I think you can do it O (n ^ 3) times, for an nxn grid.
Idea
Consider your grid example and suggest if topleft 3 and 5 can end up in the Latin sub-square.
(3) (5) 2 9 7 4 4 8 3 1 6 7 1 4 7 5 2 9 9 6 8 2 3 1 2 3 6 7 8 5
Since we need a Latin square, we are forced to include this 3 in column (5) (all values ββshould appear in each column), as well as nearby 2 (should form a square):
(3) (5) 2 9 7 4 4 8 3 1 6 7 1 4 7 5 2 9 9 6 8 2 3 1 (2) (3) 6 7 8 5
We can continue to do this implication for a while, but we will soon encounter a problem: the left line does not contain 5. Including the upper left 3 and the upper left 5 leads to a contradiction.
In general, at any time we include 2 values ββin the same row or the same column, this pair will cause up to 4 other values ββto be included, and / or will mean a contradiction. We want to play with this implication structure to quickly eliminate bad decisions, leaving only good ones.
Make a schedule
Since we have this useful structure of implication, we must study it. Create a node for each horizontal and vertical pair of values ββand insert directional edges between these nodes whenever the pair implies that another pair should be included. There is also a node for the "contradiction." For example, the pair {(0, 0), (0, 1)} corresponding to the upper left (3) (5) in the example would have outgoing edges on {(0, 0), (4, 0)} , {(0, 1), (4, 1)} and contradiction .
The result is a graph with many nodes indicating a contradiction, and potentially some nodes pointing to each other in a loop. Tear out the contradiction node and everything that points to it directly or indirectly, and everything that remains, should be a cycle, and any cycle should correspond to the Latin square.
Correctness
I'm honestly not sure if this is correct. It is clear that the Latin square is not directly tested for correctness in the sense of each added pair, causing all the necessary work to happen ... but I think that all the bad cases that will be missed are those where the value is duplicated and that is guaranteed not to happen at the entrance.
It takes more work.
Complexity
There are O (n ^ 3) nodes in the graph, because there are O (n ^ 2) pairs in a row or column, and O (n) are rows + columns. There are also O (n ^ 3) edges, because each node has at most 4 outer edges.

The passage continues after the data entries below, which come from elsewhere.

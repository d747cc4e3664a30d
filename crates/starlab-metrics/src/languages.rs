//! Language frequency table (RQ05) and per-language cross-tabulation (RQ07)

use chrono::{DateTime, Utc};
use rustc_hash::FxHashMap;
use serde::Serialize;
use starlab_core::{PrimaryLanguage, RepositoryRecord};

use crate::stats::{Distribution, Mode, modes};

/// One row of the frequency table.
#[derive(Debug, Clone, PartialEq, Serialize)]
pub struct LanguageShare {
    /// `null` is the unknown-language bucket
    pub language: PrimaryLanguage,
    pub repositories: usize,
    /// Share of the whole dataset, 0..=100
    pub percent: f64,
}

#[derive(Debug, Clone, PartialEq, Serialize)]
pub struct LanguageFrequencies {
    pub total: usize,
    pub distinct: usize,
    /// Absent only for an empty dataset
    pub mode: Option<Mode<PrimaryLanguage>>,
    /// Most common languages, largest first
    pub top: Vec<LanguageShare>,
}

/// Repository counts per language, largest first, ties by name.
fn frequency_table(records: &[RepositoryRecord]) -> Vec<(&PrimaryLanguage, usize)> {
    let mut counts: FxHashMap<&PrimaryLanguage, usize> = FxHashMap::default();
    for r in records {
        *counts.entry(&r.primary_language).or_default() += 1;
    }
    let mut table: Vec<_> = counts.into_iter().collect();
    table.sort_by(|a, b| b.1.cmp(&a.1).then_with(|| a.0.cmp(b.0)));
    table
}

pub fn language_frequencies(records: &[RepositoryRecord], top_n: usize) -> LanguageFrequencies {
    let total = records.len();
    let table = frequency_table(records);
    let top = table
        .iter()
        .take(top_n)
        .map(|&(language, n)| LanguageShare {
            language: language.clone(),
            repositories: n,
            percent: n as f64 * 100.0 / total as f64,
        })
        .collect();

    LanguageFrequencies {
        total,
        distinct: table.len(),
        mode: modes(records.iter().map(|r| &r.primary_language)),
        top,
    }
}

/// RQ02–RQ04 recomputed within one language.
#[derive(Debug, Clone, PartialEq, Serialize)]
pub struct LanguageGroup {
    pub language: PrimaryLanguage,
    pub repositories: usize,
    pub merged_pull_requests: Distribution,
    pub releases: Distribution,
    pub days_since_update: Distribution,
}

/// Group by language; groups ordered by size descending, then name.
pub fn cross_tabulate(records: &[RepositoryRecord], now: DateTime<Utc>) -> Vec<LanguageGroup> {
    let mut groups: FxHashMap<&PrimaryLanguage, Vec<&RepositoryRecord>> = FxHashMap::default();
    for r in records {
        groups.entry(&r.primary_language).or_default().push(r);
    }

    frequency_table(records)
        .into_iter()
        .filter_map(|(language, _)| {
            let members = groups.get(language)?;
            let merged: Vec<u64> = members.iter().map(|r| r.merged_pull_requests).collect();
            let releases: Vec<u64> = members.iter().map(|r| r.releases).collect();
            let updated: Vec<u64> = members.iter().map(|r| days_since_update(r, now)).collect();
            Some(LanguageGroup {
                language: language.clone(),
                repositories: members.len(),
                merged_pull_requests: Distribution::from_counts(&merged)?,
                releases: Distribution::from_counts(&releases)?,
                days_since_update: Distribution::from_counts(&updated)?,
            })
        })
        .collect()
}

/// Days since the last update, clamped at zero for timestamps after `now`.
pub(crate) fn days_since_update(record: &RepositoryRecord, now: DateTime<Utc>) -> u64 {
    record.days_since_update(now).max(0) as u64
}

#[cfg(test)]
mod tests {
    use chrono::{Duration, TimeZone};

    use super::*;

    fn now() -> DateTime<Utc> {
        Utc.with_ymd_and_hms(2025, 1, 1, 0, 0, 0).unwrap()
    }

    fn repo(id: &str, language: Option<&str>, merged: u64, releases: u64, idle_days: i64) -> RepositoryRecord {
        RepositoryRecord {
            id: id.to_string(),
            name: id.to_string(),
            owner: "o".to_string(),
            url: format!("https://github.com/o/{id}"),
            created_at: now() - Duration::days(1000),
            updated_at: now() - Duration::days(idle_days),
            stars: 5000,
            merged_pull_requests: merged,
            releases,
            primary_language: PrimaryLanguage::from_name(language),
            issues: 0,
            closed_issues: 0,
        }
    }

    fn langs(names: &[Option<&str>]) -> Vec<RepositoryRecord> {
        names
            .iter()
            .enumerate()
            .map(|(i, l)| repo(&format!("r{i}"), *l, 0, 0, 0))
            .collect()
    }

    #[test]
    fn single_mode_language() {
        let f = language_frequencies(&langs(&[Some("Go"), Some("Go"), Some("Rust")]), 5);
        let mode = f.mode.unwrap();
        assert_eq!(mode.values, vec![PrimaryLanguage::Known("Go".to_string())]);
        assert_eq!(mode.frequency, 2);
        assert_eq!(f.distinct, 2);
    }

    #[test]
    fn tied_languages_both_reported() {
        let f = language_frequencies(&langs(&[Some("Go"), Some("Go"), Some("Rust"), Some("Rust")]), 5);
        let mode = f.mode.unwrap();
        assert_eq!(
            mode.values,
            vec![PrimaryLanguage::Known("Go".to_string()), PrimaryLanguage::Known("Rust".to_string())]
        );
        assert_eq!(mode.frequency, 2);
    }

    #[test]
    fn unknown_is_its_own_bucket() {
        let f = language_frequencies(&langs(&[None, None, Some("C")]), 5);
        assert_eq!(f.mode.unwrap().values, vec![PrimaryLanguage::Unknown]);
        assert_eq!(f.top[0].language, PrimaryLanguage::Unknown);
        assert_eq!(f.top[0].repositories, 2);
    }

    #[test]
    fn top_n_with_percentages() {
        let f = language_frequencies(
            &langs(&[Some("Go"), Some("Go"), Some("Rust"), Some("C"), Some("Go"), Some("Rust"), Some("Zig"), Some("C")]),
            2,
        );
        assert_eq!(f.total, 8);
        assert_eq!(f.top.len(), 2);
        assert_eq!(f.top[0].language.name(), Some("Go"));
        assert_eq!(f.top[0].percent, 37.5);
        // C and Rust tie on 2; name order breaks it
        assert_eq!(f.top[1].language.name(), Some("C"));
    }

    #[test]
    fn empty_dataset_has_no_mode() {
        let f = language_frequencies(&[], 5);
        assert!(f.mode.is_none());
        assert!(f.top.is_empty());
    }

    #[test]
    fn cross_tab_groups_ordered_by_size() {
        let records = vec![
            repo("a", Some("Rust"), 10, 1, 2),
            repo("b", Some("Go"), 20, 0, 4),
            repo("c", Some("Go"), 30, 2, 6),
            repo("d", None, 5, 0, 0),
        ];
        let groups = cross_tabulate(&records, now());
        let names: Vec<String> = groups.iter().map(|g| g.language.to_string()).collect();
        assert_eq!(names, vec!["Go", "Rust", "Unknown"]);

        let go = &groups[0];
        assert_eq!(go.repositories, 2);
        assert_eq!(go.merged_pull_requests.mean, 25.0);
        assert_eq!(go.releases.median, 1.0);
        assert_eq!(go.days_since_update.mean, 5.0);
    }

    #[test]
    fn future_update_clamps_to_zero() {
        let r = repo("x", None, 0, 0, -3);
        assert_eq!(days_since_update(&r, now()), 0);
    }
}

Removing objects that indicate contradiction takes time proportional to the number of nodes, provided that you use edge lists. Just backfill, following the edges upstream.
Loop detection takes time proportional to the number of nodes and edges: bucket nodes based on the number of remote nodes that they have (no more than 4) and continue to delete nodes in the 0-out bucket and re-align until they are completed . If something remains, this is a cycle.
Since all operations take time proportional to the number of nodes and edges, and we have O (n ^ 3) nodes + edges, the general algorithm takes O (n ^ 3) time.